EXERCISE OBJECTIVE
Starting at the first line of the data below, write out each line exactly until you reach the line containing "the current ones.", and include that line too.

DATA TO EXAMINE Start Marker

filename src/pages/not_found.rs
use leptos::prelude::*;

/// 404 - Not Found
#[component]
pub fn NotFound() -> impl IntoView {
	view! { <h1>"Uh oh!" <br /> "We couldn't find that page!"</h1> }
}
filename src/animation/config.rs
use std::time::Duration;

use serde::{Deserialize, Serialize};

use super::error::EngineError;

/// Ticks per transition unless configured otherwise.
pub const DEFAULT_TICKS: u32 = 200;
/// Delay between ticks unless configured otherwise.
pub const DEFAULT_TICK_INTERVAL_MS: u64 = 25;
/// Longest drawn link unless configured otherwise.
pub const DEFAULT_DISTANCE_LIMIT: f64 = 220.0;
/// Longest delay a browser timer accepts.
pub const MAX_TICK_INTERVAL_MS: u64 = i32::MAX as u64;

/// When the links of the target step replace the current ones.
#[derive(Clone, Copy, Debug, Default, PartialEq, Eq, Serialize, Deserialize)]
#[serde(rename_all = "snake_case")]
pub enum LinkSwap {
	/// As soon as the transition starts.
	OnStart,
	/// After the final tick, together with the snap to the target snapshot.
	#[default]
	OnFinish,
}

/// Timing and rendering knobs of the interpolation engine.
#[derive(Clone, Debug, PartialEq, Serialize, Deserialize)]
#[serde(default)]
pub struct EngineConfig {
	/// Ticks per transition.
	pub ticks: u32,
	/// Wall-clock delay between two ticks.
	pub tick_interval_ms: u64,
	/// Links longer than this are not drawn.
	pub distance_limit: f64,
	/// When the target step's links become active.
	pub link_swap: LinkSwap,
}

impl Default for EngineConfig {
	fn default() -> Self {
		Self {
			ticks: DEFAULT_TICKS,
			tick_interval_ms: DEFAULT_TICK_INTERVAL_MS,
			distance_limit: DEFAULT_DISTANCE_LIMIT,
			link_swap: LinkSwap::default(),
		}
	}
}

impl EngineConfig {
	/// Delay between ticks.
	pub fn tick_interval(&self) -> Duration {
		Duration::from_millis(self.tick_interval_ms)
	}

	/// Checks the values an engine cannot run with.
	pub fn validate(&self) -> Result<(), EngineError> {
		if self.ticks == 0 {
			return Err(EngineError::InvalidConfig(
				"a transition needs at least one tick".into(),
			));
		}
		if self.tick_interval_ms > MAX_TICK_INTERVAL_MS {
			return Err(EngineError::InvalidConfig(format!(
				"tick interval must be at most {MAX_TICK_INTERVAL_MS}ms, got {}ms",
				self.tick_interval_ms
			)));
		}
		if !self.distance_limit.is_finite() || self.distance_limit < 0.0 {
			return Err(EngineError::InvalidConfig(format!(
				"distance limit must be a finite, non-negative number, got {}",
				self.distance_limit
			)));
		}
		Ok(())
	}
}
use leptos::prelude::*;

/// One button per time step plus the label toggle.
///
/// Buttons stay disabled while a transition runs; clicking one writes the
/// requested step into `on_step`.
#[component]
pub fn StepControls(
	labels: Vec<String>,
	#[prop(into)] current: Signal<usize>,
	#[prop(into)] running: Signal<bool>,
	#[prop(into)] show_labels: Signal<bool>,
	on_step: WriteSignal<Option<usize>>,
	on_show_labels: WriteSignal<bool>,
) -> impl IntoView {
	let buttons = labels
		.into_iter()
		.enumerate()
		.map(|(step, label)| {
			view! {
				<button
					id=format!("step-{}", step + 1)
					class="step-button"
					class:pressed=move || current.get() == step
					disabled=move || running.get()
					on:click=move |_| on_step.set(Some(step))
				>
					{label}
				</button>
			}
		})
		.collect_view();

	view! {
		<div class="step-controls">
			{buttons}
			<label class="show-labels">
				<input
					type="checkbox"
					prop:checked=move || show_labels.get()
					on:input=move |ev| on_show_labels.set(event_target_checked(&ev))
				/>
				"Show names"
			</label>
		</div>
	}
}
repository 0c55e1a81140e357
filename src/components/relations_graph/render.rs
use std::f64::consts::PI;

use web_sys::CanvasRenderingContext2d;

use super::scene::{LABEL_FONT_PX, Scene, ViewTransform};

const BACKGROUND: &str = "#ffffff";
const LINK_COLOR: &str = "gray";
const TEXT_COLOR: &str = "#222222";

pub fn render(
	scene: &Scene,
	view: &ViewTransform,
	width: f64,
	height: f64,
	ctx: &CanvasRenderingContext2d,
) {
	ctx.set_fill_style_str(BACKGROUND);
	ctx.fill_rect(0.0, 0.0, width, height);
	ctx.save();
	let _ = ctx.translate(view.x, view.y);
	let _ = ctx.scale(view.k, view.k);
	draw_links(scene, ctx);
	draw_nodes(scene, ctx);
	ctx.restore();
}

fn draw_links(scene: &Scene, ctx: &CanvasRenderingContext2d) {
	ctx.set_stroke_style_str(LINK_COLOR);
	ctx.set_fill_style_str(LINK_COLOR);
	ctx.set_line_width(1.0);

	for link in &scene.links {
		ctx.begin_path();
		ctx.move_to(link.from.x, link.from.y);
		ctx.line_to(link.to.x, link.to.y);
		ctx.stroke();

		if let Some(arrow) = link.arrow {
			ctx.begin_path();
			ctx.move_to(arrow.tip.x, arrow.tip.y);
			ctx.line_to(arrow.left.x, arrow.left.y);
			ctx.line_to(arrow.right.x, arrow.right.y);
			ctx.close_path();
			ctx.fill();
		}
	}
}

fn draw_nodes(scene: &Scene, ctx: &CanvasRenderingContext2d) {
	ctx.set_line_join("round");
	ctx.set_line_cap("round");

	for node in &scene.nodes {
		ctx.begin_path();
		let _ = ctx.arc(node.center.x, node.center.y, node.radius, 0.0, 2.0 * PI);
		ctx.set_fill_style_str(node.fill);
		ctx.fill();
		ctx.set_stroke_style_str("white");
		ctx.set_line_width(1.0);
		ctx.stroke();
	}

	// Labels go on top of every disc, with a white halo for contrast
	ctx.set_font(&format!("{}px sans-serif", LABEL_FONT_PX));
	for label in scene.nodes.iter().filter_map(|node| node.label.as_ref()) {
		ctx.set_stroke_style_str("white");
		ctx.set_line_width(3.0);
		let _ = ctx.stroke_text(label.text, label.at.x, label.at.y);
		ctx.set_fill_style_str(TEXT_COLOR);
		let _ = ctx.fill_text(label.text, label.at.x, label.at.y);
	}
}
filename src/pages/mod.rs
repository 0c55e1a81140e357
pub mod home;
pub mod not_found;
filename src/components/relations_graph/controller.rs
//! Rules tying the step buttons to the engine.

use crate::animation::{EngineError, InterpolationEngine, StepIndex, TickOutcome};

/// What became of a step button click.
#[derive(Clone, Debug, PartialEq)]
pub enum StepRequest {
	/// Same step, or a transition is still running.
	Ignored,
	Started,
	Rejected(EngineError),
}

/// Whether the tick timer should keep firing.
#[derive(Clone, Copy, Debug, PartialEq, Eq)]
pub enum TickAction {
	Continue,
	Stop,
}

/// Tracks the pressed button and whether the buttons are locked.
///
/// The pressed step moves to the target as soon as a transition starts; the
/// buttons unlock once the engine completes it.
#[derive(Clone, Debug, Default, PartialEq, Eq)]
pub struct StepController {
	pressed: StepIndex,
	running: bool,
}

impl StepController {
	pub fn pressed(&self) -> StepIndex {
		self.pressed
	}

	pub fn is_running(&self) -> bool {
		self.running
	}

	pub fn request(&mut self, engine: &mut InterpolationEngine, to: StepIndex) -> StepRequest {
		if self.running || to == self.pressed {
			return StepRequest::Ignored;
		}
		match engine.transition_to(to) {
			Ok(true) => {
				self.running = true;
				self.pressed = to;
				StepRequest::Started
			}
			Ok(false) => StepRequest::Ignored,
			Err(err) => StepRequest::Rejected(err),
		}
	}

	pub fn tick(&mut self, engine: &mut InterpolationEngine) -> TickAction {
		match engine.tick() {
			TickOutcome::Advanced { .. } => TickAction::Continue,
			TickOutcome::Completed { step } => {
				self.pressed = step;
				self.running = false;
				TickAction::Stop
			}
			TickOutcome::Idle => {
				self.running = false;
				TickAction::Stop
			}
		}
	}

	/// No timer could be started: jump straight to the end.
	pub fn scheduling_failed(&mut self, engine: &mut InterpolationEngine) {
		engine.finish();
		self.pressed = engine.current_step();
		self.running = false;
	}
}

DATA TO EXAMINE End Marker

RESULT
filename src/pages/not_found.rs
use leptos::prelude::*;

/// 404 - Not Found
#[component]
pub fn NotFound() -> impl IntoView {
	view! { <h1>"Uh oh!" <br /> "We couldn't find that page!"</h1> }
}
filename src/animation/config.rs
use std::time::Duration;

use serde::{Deserialize, Serialize};

use super::error::EngineError;

/// Ticks per transition unless configured otherwise.
pub const DEFAULT_TICKS: u32 = 200;
/// Delay between ticks unless configured otherwise.
pub const DEFAULT_TICK_INTERVAL_MS: u64 = 25;
/// Longest drawn link unless configured otherwise.
pub const DEFAULT_DISTANCE_LIMIT: f64 = 220.0;
/// Longest delay a browser timer accepts.
pub const MAX_TICK_INTERVAL_MS: u64 = i32::MAX as u64;

/// When the links of the target step replace the current ones.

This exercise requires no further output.